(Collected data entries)

------------------------------------------------------------

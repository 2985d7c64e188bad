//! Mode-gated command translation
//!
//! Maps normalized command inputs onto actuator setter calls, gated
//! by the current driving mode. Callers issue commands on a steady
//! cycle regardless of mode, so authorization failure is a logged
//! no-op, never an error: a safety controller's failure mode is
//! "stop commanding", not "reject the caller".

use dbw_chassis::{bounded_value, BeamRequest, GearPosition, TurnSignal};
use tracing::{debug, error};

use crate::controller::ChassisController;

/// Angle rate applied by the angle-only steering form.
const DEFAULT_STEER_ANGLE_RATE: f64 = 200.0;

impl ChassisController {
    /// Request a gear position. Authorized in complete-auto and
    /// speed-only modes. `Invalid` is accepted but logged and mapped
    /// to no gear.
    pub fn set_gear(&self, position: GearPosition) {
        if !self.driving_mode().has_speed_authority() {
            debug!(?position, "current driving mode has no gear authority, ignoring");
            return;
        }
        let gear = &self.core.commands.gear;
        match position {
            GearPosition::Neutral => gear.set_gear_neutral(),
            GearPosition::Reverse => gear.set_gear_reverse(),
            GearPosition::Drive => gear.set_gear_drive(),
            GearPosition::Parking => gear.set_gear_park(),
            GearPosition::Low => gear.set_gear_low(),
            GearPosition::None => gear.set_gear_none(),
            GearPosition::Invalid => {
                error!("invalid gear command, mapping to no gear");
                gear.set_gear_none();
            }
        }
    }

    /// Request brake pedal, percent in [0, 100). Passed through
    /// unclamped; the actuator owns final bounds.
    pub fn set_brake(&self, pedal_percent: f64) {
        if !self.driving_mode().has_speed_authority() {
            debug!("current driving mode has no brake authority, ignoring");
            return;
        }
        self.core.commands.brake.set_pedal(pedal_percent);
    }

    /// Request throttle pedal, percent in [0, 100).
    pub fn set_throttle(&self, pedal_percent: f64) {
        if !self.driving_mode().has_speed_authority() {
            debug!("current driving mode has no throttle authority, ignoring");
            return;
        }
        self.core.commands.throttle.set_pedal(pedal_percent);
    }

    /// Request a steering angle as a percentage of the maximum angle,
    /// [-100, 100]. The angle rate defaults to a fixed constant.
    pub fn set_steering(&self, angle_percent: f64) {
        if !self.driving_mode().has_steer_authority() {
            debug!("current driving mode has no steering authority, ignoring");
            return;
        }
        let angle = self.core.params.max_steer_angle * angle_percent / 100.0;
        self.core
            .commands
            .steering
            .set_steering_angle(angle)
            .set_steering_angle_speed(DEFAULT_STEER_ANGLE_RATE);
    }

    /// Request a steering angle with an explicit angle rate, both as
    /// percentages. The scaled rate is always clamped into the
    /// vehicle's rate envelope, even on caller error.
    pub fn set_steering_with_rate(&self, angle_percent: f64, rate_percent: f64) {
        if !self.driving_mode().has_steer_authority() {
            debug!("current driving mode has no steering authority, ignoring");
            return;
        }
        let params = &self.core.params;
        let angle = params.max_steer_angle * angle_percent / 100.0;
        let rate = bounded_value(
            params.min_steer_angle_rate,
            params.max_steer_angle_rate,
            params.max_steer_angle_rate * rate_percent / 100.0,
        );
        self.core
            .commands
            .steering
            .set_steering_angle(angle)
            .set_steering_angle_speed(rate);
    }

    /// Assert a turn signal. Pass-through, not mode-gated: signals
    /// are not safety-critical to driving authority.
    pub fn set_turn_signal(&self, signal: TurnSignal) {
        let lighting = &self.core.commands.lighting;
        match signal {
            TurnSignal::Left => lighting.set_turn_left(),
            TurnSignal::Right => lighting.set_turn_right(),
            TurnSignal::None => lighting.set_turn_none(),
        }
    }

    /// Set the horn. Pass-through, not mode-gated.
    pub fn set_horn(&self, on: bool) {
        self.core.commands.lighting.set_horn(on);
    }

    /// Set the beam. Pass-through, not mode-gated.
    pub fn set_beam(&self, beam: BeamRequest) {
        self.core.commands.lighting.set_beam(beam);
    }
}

------------------------------------------------------------

#### Task instructions:
From the data above, pick out each line containing "lighting" and copy it.

#### Written answer:
        let lighting = &self.core.commands.lighting;
            TurnSignal::Left => lighting.set_turn_left(),
            TurnSignal::Right => lighting.set_turn_right(),
            TurnSignal::None => lighting.set_turn_none(),
        self.core.commands.lighting.set_horn(on);
        self.core.commands.lighting.set_beam(beam);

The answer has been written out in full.